U.S. bonds drove currencies on Wednesday, with a rise in long-term rates pushing the dollar to an almost four-year high on the yen, but a decline in shorter-dated yields putting it on the back foot against most other major peers.
The dollar and yen were also under pressure from a global equity rally that sapped demand for assets regarded as safe havens.
The dollar climbed as high as 114.585 yen for the first time since November 2017, with benchmark 10-year Treasury yields touching a fresh five-month high at 1.6630% in Asia. Higher long-term U.S. yields increase the allure of those assets to Japanese investors.
However, two-year Treasury yields hovered around 0.4050% after retreating sharply overnight from Monday’s 19-month high of 0.4480%, signaling a scaling back of bets for early Federal Reserve interest rate hikes.
That contrasted to a rise in wagers this week for faster rate increases in the U.K. and New Zealand, which also pulled up expectations in neighbors like the euro zone and Australia.
“Risk sentiment remains in the ascendancy,” while “a fall-back in front-end U.S. yields, so symptomatic of a slight paring back in expectations for when Fed rates ‘lift-off’ might occur,” dealt the dollar a double-whammy, Ray Attrill, head of FX strategy at National Australia Bank in Sydney, wrote in a research note.
At the same time, markets are coming to “the — highly belated — realization that whether the Fed raises (its policy) rate in 2022 or not until later, other central banks are getting in ahead of them … with the Bank of England likely next cab off the rank as early as next month,” Attrill said.

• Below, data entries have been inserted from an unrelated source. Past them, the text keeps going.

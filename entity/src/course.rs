use sea_orm::entity::prelude::*;

#[derive(Clone, Debug, PartialEq, Eq, DeriveEntityModel)]
#[sea_orm(table_name = "course")]
pub struct Model {
    #[sea_orm(primary_key)]
    pub id: i32,
    #[sea_orm(unique)]
    pub name: String,
    pub start_date: Date,
    pub end_date: Date,
    pub lectures: i32,
    pub created_at: DateTimeUtc,
    pub updated_at: DateTimeUtc,
}

#[derive(Copy, Clone, Debug, EnumIter, DeriveRelation)]
pub enum Relation {}

impl ActiveModelBehavior for ActiveModel {}
use sea_orm::{DatabaseConnection, DbErr, SqlErr};

use crate::server::{
    data::course::CourseRepository,
    error::AppError,
    model::course::{
        Course, CreateCourseParam, GetPaginatedCoursesParam, PaginatedCourses, PatchCourseParam,
        SearchCoursesParam, UpdateCourseParam,
    },
};

pub struct CourseService<'a> {
    db: &'a DatabaseConnection,
}

impl<'a> CourseService<'a> {
    pub fn new(db: &'a DatabaseConnection) -> Self {
        Self { db }
    }

    /// Creates a new course
    ///
    /// Returns `AppError::Conflict` if another course already has the same name.
    pub async fn create(&self, param: CreateCourseParam) -> Result<Course, AppError> {
        let name = param.name.clone();

        let course = CourseRepository::new(self.db)
            .create(param)
            .await
            .map_err(|e| conflict_on_duplicate_name(e, &name))?;

        tracing::debug!("Created course {} ({})", course.id, course.name);

        Ok(course)
    }

    /// Gets a course by ID, `AppError::NotFound` if it does not exist
    pub async fn get_by_id(&self, id: i32) -> Result<Course, AppError> {
        CourseRepository::new(self.db)
            .get_by_id(id)
            .await?
            .ok_or_else(|| not_found(id))
    }

    /// Gets one page of courses
    pub async fn get_paginated(
        &self,
        param: GetPaginatedCoursesParam,
    ) -> Result<PaginatedCourses, AppError> {
        let (courses, total) = CourseRepository::new(self.db)
            .get_paginated(&param)
            .await?;

        Ok(PaginatedCourses {
            courses,
            total,
            page: param.page,
            per_page: param.per_page,
        })
    }

    /// Replaces all fields of a course
    pub async fn update(&self, param: UpdateCourseParam) -> Result<Course, AppError> {
        let id = param.id;
        let name = param.name.clone();

        CourseRepository::new(self.db)
            .update(param)
            .await
            .map_err(|e| conflict_on_duplicate_name(e, &name))?
            .ok_or_else(|| not_found(id))
    }

    /// Updates only the supplied fields of a course
    pub async fn patch(&self, param: PatchCourseParam) -> Result<Course, AppError> {
        let id = param.id;
        let name = param.name.clone().unwrap_or_default();

        CourseRepository::new(self.db)
            .patch(param)
            .await
            .map_err(|e| conflict_on_duplicate_name(e, &name))?
            .ok_or_else(|| not_found(id))
    }

    /// Deletes a course and returns what was stored
    pub async fn delete(&self, id: i32) -> Result<Course, AppError> {
        let course = CourseRepository::new(self.db)
            .delete(id)
            .await?
            .ok_or_else(|| not_found(id))?;

        tracing::debug!("Deleted course {} ({})", course.id, course.name);

        Ok(course)
    }

    /// Finds courses matching the filters; an empty result is not an error
    pub async fn search(&self, param: SearchCoursesParam) -> Result<Vec<Course>, AppError> {
        Ok(CourseRepository::new(self.db).search(&param).await?)
    }
}

fn not_found(id: i32) -> AppError {
    AppError::NotFound(format!("Course with ID={} is not found in the database", id))
}

fn conflict_on_duplicate_name(err: DbErr, name: &str) -> AppError {
    match err.sql_err() {
        Some(SqlErr::UniqueConstraintViolation(_)) => {
            AppError::Conflict(format!("Course with name '{}' already exists", name))
        }
        _ => AppError::DbErr(err),
    }
}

The dollar index — which measures the greenback versus six rivals, including the yen — was little changed at 93.822 from Tuesday, when it lost about 0.2% and dipped to the lowest this month at 93.501.
The U.S. economic outlook got a little less rosy on Tuesday after data showed that U.S. homebuilding unexpectedly fell in September and permits dropped to a one-year low amid acute shortages of raw materials and labor, supporting expectations that economic growth slowed sharply in the third quarter.
Richmond Fed President Thomas Barkin said on Tuesday that U.S. labor shortages may outlast the coronavirus pandemic and limit overall economic growth unless the country comes up with better education, health and childcare policies to boost the number of people willing and able to work.
The euro was about flat at $1.16335 from Tuesday, when it jumped as high as $1.1670 for the first time since Sept. 29.
Sterling was little changed at $1.3793 after touching a one-month peak of $1.3834 in the previous session.
The risk-sensitive Australian dollar traded slightly weaker at $0.74725, but remained close to Tuesday’s more than three-month top at $0.74855.
New Zealand’s kiwi dollar was little changed at $0.71565, near the highest since June 11 at $0.7172, reached overnight.
In the equities space, Asia-Pacific stocks extended a global rally on Wednesday, with an index of regional shares adding 0.33%.
“The move in equities has seen the USD and JPY shunned,” Chris Weston, head of research at brokerage Pepperstone in Melbourne, wrote in a client note.
“It’s really just pick a JPY cross and see the ‘rip your face off’ move,” he said. “This is a momentum play here and timing the pullback in JPY crosses is key, but it doesn’t feel like we’re going to see a rush to cover JPY shorts anytime soon in this dynamic.”